EARLY DETECTION OF PANCREATIC CANCER BY LIQUID BIOPSY

Although PDAC is a highly aggressive disease, the investigation of clonal evolution of this disease and mathematical modeling of the rate of mutation acquisition suggests that there is an 11.7-year period from acquisition of the initiating mutation to full transformation in a pancreatic cell, and another 6.8 years are needed to develop the first metastatic subclone[4]. This model implies that there is a substantial time window for early detection of PDAC. Early diagnosis could have a major impact on patient survival, and therefore new effective biomarkers are urgently needed to improve prognosis.

At present, clinical screening for early detection of PDAC has only limited effectiveness, and liquid biopsy appears to be a promising approach to overcome this problem. In general, however, detection of ctDNA is still challenging in early-stage cancer patients because of the high background levels of normal cfDNA. KRAS mutation has been proposed as a biomarker in cfDNA for detection of PDAC, but in early-stage malignant disease (and also in some metastatic cancers), ctDNA may be extremely rare in total cfDNA (0.01% or less)[23,25,39]. Although many analyses of ctDNA have been reported in various cancer types, the vast majority of those studies were analyses of advanced-stage cancer patients, with metastasis or high tumor burden, and the utility of detecting ctDNA in patients with early-stage lesions has been poorly investigated[14,25,42].
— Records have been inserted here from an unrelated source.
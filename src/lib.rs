//! Rational Speech Acts (RSA) predictions for two fixed pragmatic games.
//!
//! The crate computes the probability matrices of the recursive Bayesian RSA
//! model: a literal listener derived from truth-conditional semantics, a
//! pragmatic speaker that soft-maximizes a cost-adjusted (or socially
//! blended) log-utility, and a pragmatic listener that inverts the speaker
//! via Bayes' rule. Two scenarios are built in:
//!
//! - [`reference`]: a forced-choice reference game in which a speaker picks
//!   one of four utterances to single out one of three objects;
//! - [`politeness`]: an utterance-choice game over a five-point rating
//!   scale in which the speaker trades informativeness off against how good
//!   the conveyed state makes the listener feel, and the listener jointly
//!   infers the state and the speaker's politeness weight.
//!
//! All computations are pure and synchronous; outputs are plain `ndarray`
//! matrices with label accessors, ready for downstream tabulation or
//! plotting.

pub mod math;
pub mod politeness;
pub mod reference;

use thiserror::Error;

/// Errors surfaced by the model computations.
///
/// Configuration problems are rejected before any arithmetic runs; the
/// numerical-degeneracy variants fire only when a computation produced
/// non-finite values or an empty distribution despite valid configuration.
#[derive(Debug, Error, Clone, PartialEq)]
pub enum ModelError {
    /// A scalar parameter that must be strictly positive was not.
    #[error("{label} must be positive and finite, got {value}")]
    NonPositiveParameter { label: &'static str, value: f64 },
    /// A weight that must lie in the unit interval was outside it.
    #[error("{label} must lie in [0, 1], got {value}")]
    OutOfUnitInterval { label: &'static str, value: f64 },
    /// A vector length does not match the scenario it is applied to.
    #[error("{label} length mismatch: expected {expected}, got {got}")]
    LengthMismatch {
        label: &'static str,
        expected: usize,
        got: usize,
    },
    /// A weight vector or matrix entry that must be non-negative was not.
    #[error("{label} must contain non-negative finite entries, got {value}")]
    NegativeWeight { label: &'static str, value: f64 },
    /// A distribution lost all probability mass and cannot be normalized.
    #[error("{label} has no probability mass left to normalize")]
    DegenerateDistribution { label: &'static str },
    /// A value that must be finite was NaN or infinite: either a supplied
    /// parameter, or a computed distribution caught by the output guard
    /// before NaNs could propagate downstream.
    #[error("{label} is not finite ({value})")]
    NonFiniteValue { label: &'static str, value: f64 },
}

/// Result alias used throughout the crate.
pub type Result<T> = std::result::Result<T, ModelError>;

pub use math::{normalize, softmax};
pub use politeness::{
    ListenerPosterior, PhiGrid, PolitenessConfig, PolitenessScenario,
};
pub use reference::{ReferenceConfig, ReferencePredictions, ReferenceScenario};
A multicenter study of liquid biopsies in 846 patients with 15 cancer types (including PDAC), using digital technologies and approximately 5 mL plasma, reported a detection rate of ctDNA of 80% in patients with advanced cancer, but only 47% in cases of localized cancer[12]. This finding implies that current technologies for ctDNA analysis are still insufficiently sensitive for reliable detection of early-stage cancers. Novel detection methods with much higher sensitivity are required. The same study also demonstrated that detection rates for ctDNA differ depending on the type of cancer[12]. The factors determining ctDNA levels are still not completely understood, but may include tumor burden and spatial proximity to the vasculature, in addition to type. Detailed analyses and accumulation of larger numbers of experimental data for patients with pancreatic cancer in various clinical situations are needed to develop ctDNA analysis that would be practical for early diagnosis.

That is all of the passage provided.